楽天グループ・向井氏、一定規模以上の自治体では採算合致と展望
楽天グループでドローンや自動配送ロボット(UGV)の活用に取り組む向井秀明ドローン・UGV事業部ジェネラルマネージャーは5月26日、茨城県つくば市で同社と西友、パナソニックホールディングス(HD)の3社が、UGVが公道を走行し商品を宅配するサービスのデモンストレーションをメディアに公開するのに際し、同市内で記者会見した。
向井氏は、これまでにも実施してきたUGVによる商品配送の経験を踏まえ、つくば市では取り扱う商品数やサービス利用可能な世帯のエリアを大幅に広げ、生産食品や冷凍食品も運べるようにするなど、より実用化を念頭に置いてサービス展開すると狙いを説明。
「これから少子高齢化で運ぶ担い手は減る一方、配送ニーズはどんどん増え、運ぶコストが上昇していく。最終的には人よりも安く運べる、深夜でも気兼ねなくオーダーできる、そういった新たなロボットならではの利便性を提供できるようにしていきたい。どんどん改善していきながら、人間が運ぶより安価で場合によっては便利な配送サービスを作るのが大きなミッションだ」とアピールした。
会見する向井氏
つくば市内をデモで走行するUGV
今後の取り組みについては、4月に公道を通行するロボット宅配を可能にする改正道路交通法が国会で可決、成立したことも踏まえ「安全性の担保や証明はこれからも続けなければいけない。改正法施行前にこういったサービスを提供して安全性を証明した上でより広範囲に展開していきたい」と説明。
「サービスの進め方についても、1店舗から多くのお客様に届けるだけでなく、飲食店や様々な小売店も含めて、街の配送ニーズにロボットを多く生かせるような社会を将来目指していきたい」と語った。

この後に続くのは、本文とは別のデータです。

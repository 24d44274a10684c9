use chrono::{Datelike, NaiveDate};
use docs_core::Router;
use docs_model::{PhpVersion, Route, SiteConfig};

/// Everything a page needs besides its own content.
///
/// The date stands in for "today" so that output only changes when the
/// inputs do.
#[derive(Debug, Clone)]
pub struct RenderContext {
    pub config: SiteConfig,
    pub router: Router,
    pub date: NaiveDate,
    /// Version the page is rendered for.
    pub version: PhpVersion,
    /// Versions offered by the switcher, in display order.
    pub available: Vec<PhpVersion>,
}

impl RenderContext {
    pub fn new(config: SiteConfig, date: NaiveDate) -> Self {
        let router = Router::new(&config.base_path).with_default_version(config.default_version);
        let version = config.default_version;
        Self {
            config,
            router,
            date,
            version,
            available: PhpVersion::ALL.to_vec(),
        }
    }

    #[must_use]
    pub fn with_version(mut self, version: PhpVersion) -> Self {
        self.version = version;
        self
    }

    #[must_use]
    pub fn with_available(mut self, available: Vec<PhpVersion>) -> Self {
        self.available = available;
        self
    }

    /// Link to `route` in the tree being rendered.
    pub fn href(&self, route: Route) -> String {
        self.router.href(route, Some(self.version))
    }

    pub fn year(&self) -> i32 {
        self.date.year()
    }
}
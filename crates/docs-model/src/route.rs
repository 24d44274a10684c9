//! Site routes.

use serde::{Deserialize, Serialize};

/// A page of the site.
///
/// `NotFound` is the catch-all for every path that matches nothing else.
#[derive(Debug, Clone, Copy, PartialEq, Eq, Hash, Serialize, Deserialize)]
pub enum Route {
    Home,
    Troubleshooting,
    Commands,
    Integration,
    IntegrationNotifications,
    NotFound,
}

impl Route {
    /// Routable pages in navigation order (excludes `NotFound`).
    pub const fn all() -> &'static [Route] {
        &[
            Route::Home,
            Route::Troubleshooting,
            Route::Commands,
            Route::Integration,
            Route::IntegrationNotifications,
        ]
    }

    /// Path pattern relative to the site base. `NotFound` matches `*`.
    pub fn path(&self) -> &'static str {
        match self {
            Route::Home => "/",
            Route::Troubleshooting => "/troubleshooting",
            Route::Commands => "/commands",
            Route::Integration => "/integration",
            Route::IntegrationNotifications => "/integration/notifications",
            Route::NotFound => "*",
        }
    }

    pub fn name(&self) -> &'static str {
        match self {
            Route::Home => "Deployment Guide",
            Route::Troubleshooting => "Troubleshooting",
            Route::Commands => "Useful Commands",
            Route::Integration => "Integrations",
            Route::IntegrationNotifications => "Push Notifications",
            Route::NotFound => "Not Found",
        }
    }

    /// File written for this route inside a version tree.
    pub fn output_file(&self) -> &'static str {
        match self {
            Route::Home => "index.html",
            Route::Troubleshooting => "troubleshooting/index.html",
            Route::Commands => "commands/index.html",
            Route::Integration => "integration/index.html",
            Route::IntegrationNotifications => "integration/notifications/index.html",
            Route::NotFound => "404.html",
        }
    }

    /// Match a path that has already been stripped of base path and version prefix.
    ///
    /// Trailing slashes and a final `index.html` are ignored.
    pub fn from_path(path: &str) -> Route {
        let trimmed = path.trim();
        let trimmed = trimmed.strip_suffix("index.html").unwrap_or(trimmed);
        let trimmed = trimmed.trim_matches('/');
        match trimmed {
            "" => Route::Home,
            "troubleshooting" => Route::Troubleshooting,
            "commands" => Route::Commands,
            "integration" => Route::Integration,
            "integration/notifications" => Route::IntegrationNotifications,
            _ => Route::NotFound,
        }
    }

    pub fn is_integration(&self) -> bool {
        matches!(self, Route::Integration | Route::IntegrationNotifications)
    }
}

#[cfg(test)]
mod tests {
    use super::*;

    #[test]
    fn test_from_path_round_trips_every_route() {
        for route in Route::all() {
            assert_eq!(Route::from_path(route.path()), *route);
        }
    }

    #[test]
    fn test_from_path_tolerates_slashes_and_index() {
        assert_eq!(Route::from_path("/commands/"), Route::Commands);
        assert_eq!(Route::from_path("commands"), Route::Commands);
        assert_eq!(
            Route::from_path("/integration/notifications/index.html"),
            Route::IntegrationNotifications
        );
        assert_eq!(Route::from_path("/index.html"), Route::Home);
    }

    #[test]
    fn test_unknown_paths_are_not_found() {
        assert_eq!(Route::from_path("/integration/email"), Route::NotFound);
        assert_eq!(Route::from_path("/nope"), Route::NotFound);
    }
}
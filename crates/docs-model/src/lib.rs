pub mod anchor;
pub mod config;
pub mod error;
pub mod page;
pub mod route;
pub mod version;

pub use anchor::{Anchor, SectionGroup};
pub use config::{SiteConfig, SocialLink, default_base_path};
pub use error::{DocsError, Result};
pub use page::{
    Block, Callout, CodeBlock, HeaderStyle, Inline, Page, PageHeader, Section, SectionVariant,
    Table, Tone,
};
pub use route::Route;
pub use version::{PerVersion, PhpVersion, VersionState};
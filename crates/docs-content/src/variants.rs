//! Version-keyed content.
//!
//! Each table holds one entry per [`PhpVersion`]. Commands that only differ
//! in the version number are derived from it; prose is authored per release.

use docs_model::{PerVersion, PhpVersion};
use serde::Serialize;

const PHP_EXTENSIONS: [&str; 10] = [
    "fpm", "cli", "mysql", "xml", "curl", "mbstring", "zip", "gd", "bcmath", "intl",
];

/// One row of the quick reference table.
#[derive(Debug, Clone, PartialEq, Eq, Serialize)]
pub struct QuickReference {
    pub command: String,
    pub description: &'static str,
}

impl QuickReference {
    fn new(command: impl Into<String>, description: &'static str) -> Self {
        Self {
            command: command.into(),
            description,
        }
    }
}

/// `apt install` line for PHP and the extensions Laravel needs.
pub fn php_install_commands() -> PerVersion<String> {
    PerVersion::from_fn(|version| {
        let mut command = format!("sudo apt install -y \\\n  php{version}");
        for extension in PHP_EXTENSIONS {
            command.push_str(&format!(" \\\n  php{version}-{extension}"));
        }
        command
    })
}

pub fn php_version_check() -> PerVersion<String> {
    PerVersion::from_fn(|_| "php -v".to_string())
}

pub fn php_fpm_status_check() -> PerVersion<String> {
    PerVersion::from_fn(|version| format!("systemctl status {}", version.fpm_service()))
}

pub fn php_fpm_enable_start() -> PerVersion<String> {
    PerVersion::from_fn(|version| {
        let service = version.fpm_service();
        format!("sudo systemctl enable {service} && sudo systemctl start {service}")
    })
}

pub fn nginx_php_fpm_socket() -> PerVersion<String> {
    PerVersion::from_fn(|version| version.fpm_socket())
}

/// Server block for `/etc/nginx/sites-available/app`.
pub fn nginx_config() -> PerVersion<String> {
    PerVersion::from_fn(|version| {
        format!(
            r"server {{
    listen 80;
    server_name yourdomain.com www.yourdomain.com;

    root /var/www/app/public;
    index index.php;

    location / {{
        try_files $uri $uri/ /index.php?$query_string;
    }}

    location ~ \.php$ {{
        include snippets/fastcgi-php.conf;
        fastcgi_pass {socket};
    }}
}}",
            socket = version.fpm_socket()
        )
    })
}

pub fn php_fpm_restart() -> PerVersion<String> {
    PerVersion::from_fn(|version| format!("sudo systemctl restart {}", version.fpm_service()))
}

/// Service restarts that follow a cache rebuild.
pub fn cache_rebuild_commands() -> PerVersion<String> {
    PerVersion::from_fn(|version| {
        format!(
            "sudo systemctl restart {}\nsudo systemctl reload nginx",
            version.fpm_service()
        )
    })
}

pub fn quick_reference_commands() -> PerVersion<Vec<QuickReference>> {
    PerVersion::from_fn(|version| {
        vec![
            QuickReference::new("php artisan optimize:clear", "Clear all Laravel caches"),
            QuickReference::new("php artisan optimize", "Cache config, routes, and views"),
            QuickReference::new("php artisan migrate --force", "Run migrations in production"),
            QuickReference::new("php artisan db:seed --force", "Run seeders in production"),
            QuickReference::new(
                format!("sudo systemctl restart {}", version.fpm_service()),
                "Restart PHP-FPM",
            ),
            QuickReference::new("sudo systemctl reload nginx", "Reload Nginx config"),
            QuickReference::new("php artisan storage:link", "Create storage symlink"),
            QuickReference::new("php artisan queue:restart", "Restart queue workers"),
        ]
    })
}

pub fn version_notes() -> PerVersion<&'static [&'static str]> {
    PerVersion::new(
        &[
            "PHP 8.3 is the latest stable version with improved performance",
            "Includes new features like typed class constants and json_validate()",
            "Recommended for new Laravel 10+ projects",
        ],
        &[
            "PHP 8.2 is a stable LTS-friendly version",
            "Good choice for compatibility with older Laravel versions (9.x, 10.x)",
            "Includes readonly classes and DNF types",
        ],
    )
}

pub fn laravel_compatibility() -> PerVersion<&'static str> {
    PerVersion::new("Laravel 10.x, 11.x", "Laravel 9.x, 10.x, 11.x")
}

/// All tables resolved for one version.
#[derive(Debug, Clone, PartialEq, Eq)]
pub struct VersionContent {
    pub version: PhpVersion,
    pub install: String,
    pub version_check: String,
    pub fpm_status: String,
    pub fpm_enable_start: String,
    pub fpm_socket: String,
    pub nginx_config: String,
    pub fpm_restart: String,
    pub cache_rebuild: String,
    pub quick_reference: Vec<QuickReference>,
    pub notes: &'static [&'static str],
    pub laravel: &'static str,
}

impl VersionContent {
    pub fn for_version(version: PhpVersion) -> Self {
        Self {
            version,
            install: php_install_commands().get(version).clone(),
            version_check: php_version_check().get(version).clone(),
            fpm_status: php_fpm_status_check().get(version).clone(),
            fpm_enable_start: php_fpm_enable_start().get(version).clone(),
            fpm_socket: nginx_php_fpm_socket().get(version).clone(),
            nginx_config: nginx_config().get(version).clone(),
            fpm_restart: php_fpm_restart().get(version).clone(),
            cache_rebuild: cache_rebuild_commands().get(version).clone(),
            quick_reference: quick_reference_commands().get(version).clone(),
            notes: version_notes().get(version),
            laravel: laravel_compatibility().get(version),
        }
    }
}

#[cfg(test)]
mod tests {
    use super::*;

    #[test]
    fn install_command_lists_every_extension() {
        let install = php_install_commands();
        let php82 = install.get(PhpVersion::Php82);
        assert!(php82.starts_with("sudo apt install -y \\\n  php8.2 \\\n  php8.2-fpm"));
        assert!(php82.ends_with("php8.2-intl"));
        assert!(!php82.contains("8.3"));
        assert_eq!(php82.lines().count(), 12);
    }

    #[test]
    fn nginx_config_points_at_version_socket() {
        for (version, config) in nginx_config().iter() {
            assert!(config.contains(&format!("fastcgi_pass {};", version.fpm_socket())));
            assert!(config.contains(r"location ~ \.php$ {"));
        }
    }

    #[test]
    fn quick_reference_restarts_matching_fpm() {
        let rows = quick_reference_commands();
        assert_eq!(rows.get(PhpVersion::Php83).len(), 8);
        assert_eq!(
            rows.get(PhpVersion::Php83)[4].command,
            "sudo systemctl restart php8.3-fpm"
        );
        assert_eq!(
            rows.get(PhpVersion::Php82)[4].command,
            "sudo systemctl restart php8.2-fpm"
        );
    }

    #[test]
    fn enable_start_names_the_service_twice() {
        assert_eq!(
            php_fpm_enable_start().get(PhpVersion::Php83),
            "sudo systemctl enable php8.3-fpm && sudo systemctl start php8.3-fpm"
        );
    }

    #[test]
    fn version_content_is_complete() {
        for version in PhpVersion::ALL {
            let content = VersionContent::for_version(version);
            assert_eq!(content.notes.len(), 3);
            assert!(content.cache_rebuild.contains(&version.fpm_service()));
            assert!(content.laravel.starts_with("Laravel"));
        }
    }
}
use std::path::PathBuf;

use docs_cli::config::{ConfigOverrides, load_site_config};
use docs_cli::inspect::{resolve_path, route_rows, spy};
use docs_model::PhpVersion;

fn unique_temp_dir(name: &str) -> PathBuf {
    let mut dir = std::env::temp_dir();
    dir.push(format!(
        "laravel-docs-cli-{}-{}-{}",
        name,
        std::process::id(),
        std::time::SystemTime::now()
            .duration_since(std::time::UNIX_EPOCH)
            .unwrap()
            .as_nanos()
    ));
    std::fs::create_dir_all(&dir).unwrap();
    dir
}

#[test]
fn routes_listing() {
    insta::assert_json_snapshot!(route_rows(), @r#"
    [
      {
        "path": "/",
        "title": "Deployment Guide",
        "output": "index.html"
      },
      {
        "path": "/troubleshooting",
        "title": "Troubleshooting",
        "output": "troubleshooting/index.html"
      },
      {
        "path": "/commands",
        "title": "Useful Commands",
        "output": "commands/index.html"
      },
      {
        "path": "/integration",
        "title": "Integrations",
        "output": "integration/index.html"
      },
      {
        "path": "/integration/notifications",
        "title": "Push Notifications",
        "output": "integration/notifications/index.html"
      },
      {
        "path": "*",
        "title": "Not Found",
        "output": "404.html"
      }
    ]
    "#);
}

#[test]
fn spy_reports_active_offset() {
    let outcome = spy(&[0.0, 100.0, 300.0], 250.0, 150.0);
    assert_eq!(outcome.effective, 400.0);
    assert_eq!(outcome.index, Some(2));
    assert_eq!(outcome.offset, Some(300.0));

    let outcome = spy(&[200.0, 400.0], 0.0, 150.0);
    assert_eq!(outcome.index, None);
    assert_eq!(outcome.offset, None);
}

#[test]
fn resolve_reports_version_tree() {
    let resolution = resolve_path("/docs/php-8.2/commands", Some("/docs/"));
    assert_eq!(resolution.route, "Useful Commands");
    assert_eq!(resolution.version, Some(PhpVersion::Php82));
    assert_eq!(resolution.href, "/docs/php-8.2/commands/");

    let missing = resolve_path("/docs/nowhere", Some("/docs/"));
    assert_eq!(missing.route, "Not Found");
    assert_eq!(missing.href, "/docs/404.html");
}

#[test]
fn flags_override_config_file() {
    let dir = unique_temp_dir("config");
    let path = dir.join("site.toml");
    std::fs::write(
        &path,
        "site_name = \"Ops Handbook\"\nbase_path = \"/handbook/\"\ndefault_version = \"8.2\"\n",
    )
    .unwrap();

    let from_file = load_site_config(Some(&path), &ConfigOverrides::default()).unwrap();
    assert_eq!(from_file.site_name, "Ops Handbook");
    assert_eq!(from_file.base_path, "/handbook/");
    assert_eq!(from_file.default_version, PhpVersion::Php82);

    let overrides = ConfigOverrides {
        base_path: Some("/docs/".to_string()),
        default_version: Some(PhpVersion::Php83),
    };
    let merged = load_site_config(Some(&path), &overrides).unwrap();
    assert_eq!(merged.base_path, "/docs/");
    assert_eq!(merged.default_version, PhpVersion::Php83);
    assert_eq!(merged.site_name, "Ops Handbook");

    std::fs::remove_dir_all(&dir).unwrap();
}

#[test]
fn missing_config_file_is_an_error() {
    let dir = unique_temp_dir("missing");
    let err = load_site_config(Some(&dir.join("absent.toml")), &ConfigOverrides::default())
        .unwrap_err();
    assert!(format!("{err:#}").contains("read config"));
    std::fs::remove_dir_all(&dir).unwrap();
}
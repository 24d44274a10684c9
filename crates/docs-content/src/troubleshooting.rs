//! Common deployment errors and their fixes.

use docs_model::{
    Block, Callout, HeaderStyle, Inline, Page, PageHeader, PhpVersion, Route, Section,
    SectionVariant, Tone,
};

use crate::variants::VersionContent;

fn step(number: u8, text: &str) -> Block {
    Block::Paragraph(vec![
        Inline::strong(format!("Step {number}:")),
        Inline::text(format!(" {text}")),
    ])
}

fn error_seen(prefix: &str, messages: &[&str]) -> Block {
    let mut runs = vec![Inline::text(prefix)];
    for (idx, message) in messages.iter().enumerate() {
        if idx > 0 {
            runs.push(Inline::text(" or "));
        }
        runs.push(Inline::code(*message));
    }
    Block::Note(runs)
}

pub fn troubleshooting_page(version: PhpVersion) -> Page {
    let content = VersionContent::for_version(version);
    Page::new(
        Route::Troubleshooting,
        "Troubleshooting | Laravel Server Deployment Guide",
        "Common errors and fixes for Laravel production server deployment. Permission denied errors, storage issues, and more.",
    )
    .with_header(
        PageHeader::new(
            HeaderStyle::Banner,
            "Troubleshooting",
            "Common errors you might encounter during Laravel production deployment and how to fix them.",
        )
        .with_icon("wrench")
        .with_notice(vec![
            Inline::text("Showing troubleshooting for "),
            Inline::strong(format!("PHP {version}")),
            Inline::text(". Commands are version-specific."),
        ]),
    )
    .with_sections(vec![
        permission_denied(&content),
        storage_not_found(),
        php_fpm_error(&content),
        check_web_server(),
    ])
}

fn permission_denied(content: &VersionContent) -> Section {
    Section::new("permission-denied", "Permission Denied Error (Laravel Log)")
        .nav_label("Permission Denied")
        .icon("wrench")
        .variant(SectionVariant::Warning)
        .blocks(vec![
            error_seen(
                "If you see this error: ",
                &["\"storage/logs/laravel.log\" could not be opened: Permission denied"],
            ),
            step(1, "Navigate to your Laravel app directory:"),
            Block::code("cd /var/www/YOUR_APP"),
            step(2, "Fix ownership (most important):"),
            Block::code("sudo chown -R www-data:www-data storage bootstrap/cache"),
            step(3, "Fix permissions:"),
            Block::code("sudo chmod -R 775 storage bootstrap/cache"),
            step(4, "Recreate the log file:"),
            Block::code(
                "sudo rm -f storage/logs/laravel.log\nsudo touch storage/logs/laravel.log\nsudo chown www-data:www-data storage/logs/laravel.log\nsudo chmod 664 storage/logs/laravel.log",
            ),
            step(5, "Clear Laravel caches:"),
            Block::code("php artisan optimize:clear"),
            step(6, &format!("Restart PHP-FPM (PHP {}):", content.version)),
            Block::code(content.fpm_restart.clone()),
            step(7, "Verify permissions are correct:"),
            Block::code("ls -ld storage storage/logs bootstrap/cache"),
            Block::Note(vec![
                Inline::text("You should see "),
                Inline::code("www-data www-data"),
                Inline::text(" as owner for all directories."),
            ]),
            Block::Callout(Callout::new(
                Tone::Success,
                Some("Expected Output"),
                vec![Block::code(
                    "drwxrwxr-x  www-data www-data storage\ndrwxrwxr-x  www-data www-data storage/logs\ndrwxrwxr-x  www-data www-data bootstrap/cache",
                )],
            )),
        ])
}

fn storage_not_found() -> Section {
    Section::new("storage-not-found", "Storage Directory Not Found")
        .icon("wrench")
        .variant(SectionVariant::Warning)
        .blocks(vec![
            error_seen(
                "If you see: ",
                &["chown: cannot access 'storage': No such file or directory"],
            ),
            Block::text("Make sure you're in the correct directory:"),
            Block::code("cd /var/www/YOUR_APP\npwd"),
            Block::Note(vec![
                Inline::text("The output should show "),
                Inline::code("/var/www/YOUR_APP"),
            ]),
            Block::text("List directories to verify structure:"),
            Block::code("ls -la"),
            Block::Note(vec![
                Inline::text("You should see "),
                Inline::code("storage"),
                Inline::text(" and "),
                Inline::code("bootstrap"),
                Inline::text(" directories."),
            ]),
            Block::text("If directories are missing, create them:"),
            Block::code(
                "mkdir -p storage/logs storage/framework/sessions storage/framework/views storage/framework/cache\nmkdir -p bootstrap/cache",
            ),
        ])
}

fn php_fpm_error(content: &VersionContent) -> Section {
    let version = content.version;
    let service = version.fpm_service();
    let socket_path = format!("/run/php/{service}.sock");
    let connect_failed = format!("connect() to unix:{socket_path} failed");
    Section::new("php-fpm-error", format!("PHP {version} FPM Not Running"))
        .nav_label("PHP-FPM Not Running")
        .icon("wrench")
        .variant(SectionVariant::Warning)
        .blocks(vec![
            error_seen(
                "If you see: ",
                &["502 Bad Gateway", connect_failed.as_str()],
            ),
            Block::text("Check PHP-FPM status:"),
            Block::code(content.fpm_status.clone()),
            Block::text("If not running, start it:"),
            Block::code(format!(
                "sudo systemctl start {service}\nsudo systemctl enable {service}"
            )),
            Block::text("Check if PHP-FPM socket exists:"),
            Block::code(format!("ls -la {socket_path}")),
            Block::text(format!("Verify Nginx is configured for PHP {version}:")),
            Block::code(format!("grep -r \"{service}\" /etc/nginx/sites-enabled/")),
            Block::Note(vec![
                Inline::text("Make sure your Nginx config points to "),
                Inline::code(content.fpm_socket.clone()),
            ]),
        ])
}

fn check_web_server() -> Section {
    Section::new("check-web-server", "Identify Your Web Server User")
        .nav_label("Web Server User")
        .icon("wrench")
        .blocks(vec![
            Block::text("Before fixing permissions, verify which user your web server runs as:"),
            Block::text("For Nginx:"),
            Block::code("ps aux | grep nginx"),
            Block::text("For Apache:"),
            Block::code("ps aux | grep apache"),
            Block::Callout(Callout::new(
                Tone::Info,
                None,
                vec![Block::Paragraph(vec![
                    Inline::text("On Ubuntu/Debian, the web server typically runs as "),
                    Inline::code("www-data"),
                    Inline::text(". On CentOS/RHEL, it might be "),
                    Inline::code("nginx"),
                    Inline::text(" or "),
                    Inline::code("apache"),
                    Inline::text("."),
                ])],
            )),
        ])
}

#[cfg(test)]
mod tests {
    use super::*;

    #[test]
    fn anchors_in_order() {
        let ids: Vec<String> = troubleshooting_page(PhpVersion::Php83)
            .anchors()
            .into_iter()
            .map(|anchor| anchor.id)
            .collect();
        assert_eq!(
            ids,
            [
                "permission-denied",
                "storage-not-found",
                "php-fpm-error",
                "check-web-server"
            ]
        );
    }

    #[test]
    fn fpm_section_uses_selected_version() {
        let page = troubleshooting_page(PhpVersion::Php82);
        let section = page.section("php-fpm-error").unwrap();
        assert_eq!(section.title, "PHP 8.2 FPM Not Running");
        assert!(page
            .code_blocks()
            .iter()
            .any(|block| block.code == "ls -la /run/php/php8.2-fpm.sock"));
    }
}
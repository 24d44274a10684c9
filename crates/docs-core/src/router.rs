//! URL resolution for the static site.
//!
//! Every PHP version gets its own copy of the route tree. The default version
//! lives directly under the base path and the others under `php-<ver>/`:
//!
//! ```text
//! /docs/                      Home, default version
//! /docs/commands/             Commands, default version
//! /docs/php-8.2/commands/     Commands, PHP 8.2
//! ```

use docs_model::{PhpVersion, Route};
use tracing::debug;

/// Result of [`Router::resolve`].
#[derive(Debug, Clone, Copy, PartialEq, Eq)]
pub struct Resolved {
    pub route: Route,
    /// Version tree named in the URL; `None` for the default tree.
    pub version: Option<PhpVersion>,
}

#[derive(Debug, Clone, PartialEq, Eq)]
pub struct Router {
    base_path: String,
    default_version: PhpVersion,
}

impl Default for Router {
    fn default() -> Self {
        Self::new(docs_model::default_base_path())
    }
}

impl Router {
    /// Router mounted at `base_path`, normalized to `/segment/.../` form.
    pub fn new(base_path: &str) -> Self {
        Self {
            base_path: normalize_base_path(base_path),
            default_version: PhpVersion::default(),
        }
    }

    /// Set the version served from the unprefixed tree.
    #[must_use]
    pub fn with_default_version(mut self, version: PhpVersion) -> Self {
        self.default_version = version;
        self
    }

    pub fn base_path(&self) -> &str {
        &self.base_path
    }

    pub fn default_version(&self) -> PhpVersion {
        self.default_version
    }

    /// Map a request path to a route and version tree.
    ///
    /// Paths outside the base path, unknown version prefixes, the default
    /// version's own prefix (that tree is served unprefixed) and unknown pages
    /// all resolve to [`Route::NotFound`].
    pub fn resolve(&self, path: &str) -> Resolved {
        let path = path.split(['?', '#']).next().unwrap_or_default().trim();
        let base_without_slash = self.base_path.trim_end_matches('/');

        let relative = if let Some(rest) = path.strip_prefix(&self.base_path) {
            rest
        } else if path == base_without_slash {
            ""
        } else {
            debug!(path, base_path = %self.base_path, "path outside base path");
            return Resolved {
                route: Route::NotFound,
                version: None,
            };
        };

        let (first, remainder) = relative.split_once('/').unwrap_or((relative, ""));
        let resolved = if first.starts_with("php-") {
            match first.parse::<PhpVersion>() {
                Ok(version) if version == self.default_version => Resolved {
                    route: Route::NotFound,
                    version: None,
                },
                Ok(version) => Resolved {
                    route: Route::from_path(remainder),
                    version: Some(version),
                },
                Err(_) => Resolved {
                    route: Route::NotFound,
                    version: None,
                },
            }
        } else {
            Resolved {
                route: Route::from_path(relative),
                version: None,
            }
        };
        debug!(path, route = ?resolved.route, version = ?resolved.version, "resolved path");
        resolved
    }

    /// Link to `route` in the tree for `version` (`None` for the default tree).
    ///
    /// Directory routes end with `/`. The not-found page only exists at the
    /// site root.
    pub fn href(&self, route: Route, version: Option<PhpVersion>) -> String {
        let mut href = self.base_path.clone();
        if route == Route::NotFound {
            href.push_str(route.output_file());
            return href;
        }
        if let Some(version) = version.filter(|version| *version != self.default_version) {
            href.push_str(&version.path_segment());
            href.push('/');
        }
        href.push_str(route_dir(route));
        href
    }

    /// Output directory (relative to the site root) for a version tree.
    pub fn tree_dir(&self, version: PhpVersion) -> Option<String> {
        (version != self.default_version).then(|| version.path_segment())
    }
}

fn route_dir(route: Route) -> &'static str {
    let file = route.output_file();
    file.strip_suffix("index.html").unwrap_or(file)
}

fn normalize_base_path(raw: &str) -> String {
    let trimmed = raw.trim().trim_matches('/');
    if trimmed.is_empty() {
        "/".to_string()
    } else {
        format!("/{trimmed}/")
    }
}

また、「サービス開始当初は採算が合わない状態での運用になるが、遠隔監視する台数を増やしたり、機体を量産化したりと様々な努力でコストが見合えば、ある一定の人口密度があればしっかり採算が合うだろうと考えている」との考え方を示した。
会見に同席したパナソニックHDの東島勝義モビリティソリューション部長は、今回の配送に投入する同社グループ製UGVに関し「万が一システムが不安定になっても絶対に止まる。自由度を持ってこうした配送サービスに溶け込み、それでいて(周囲の人や物に)ぶつからないロボットだ」と説明。パナソニックグループとしてもロボット宅配の実現に注力していく姿勢をアピールした。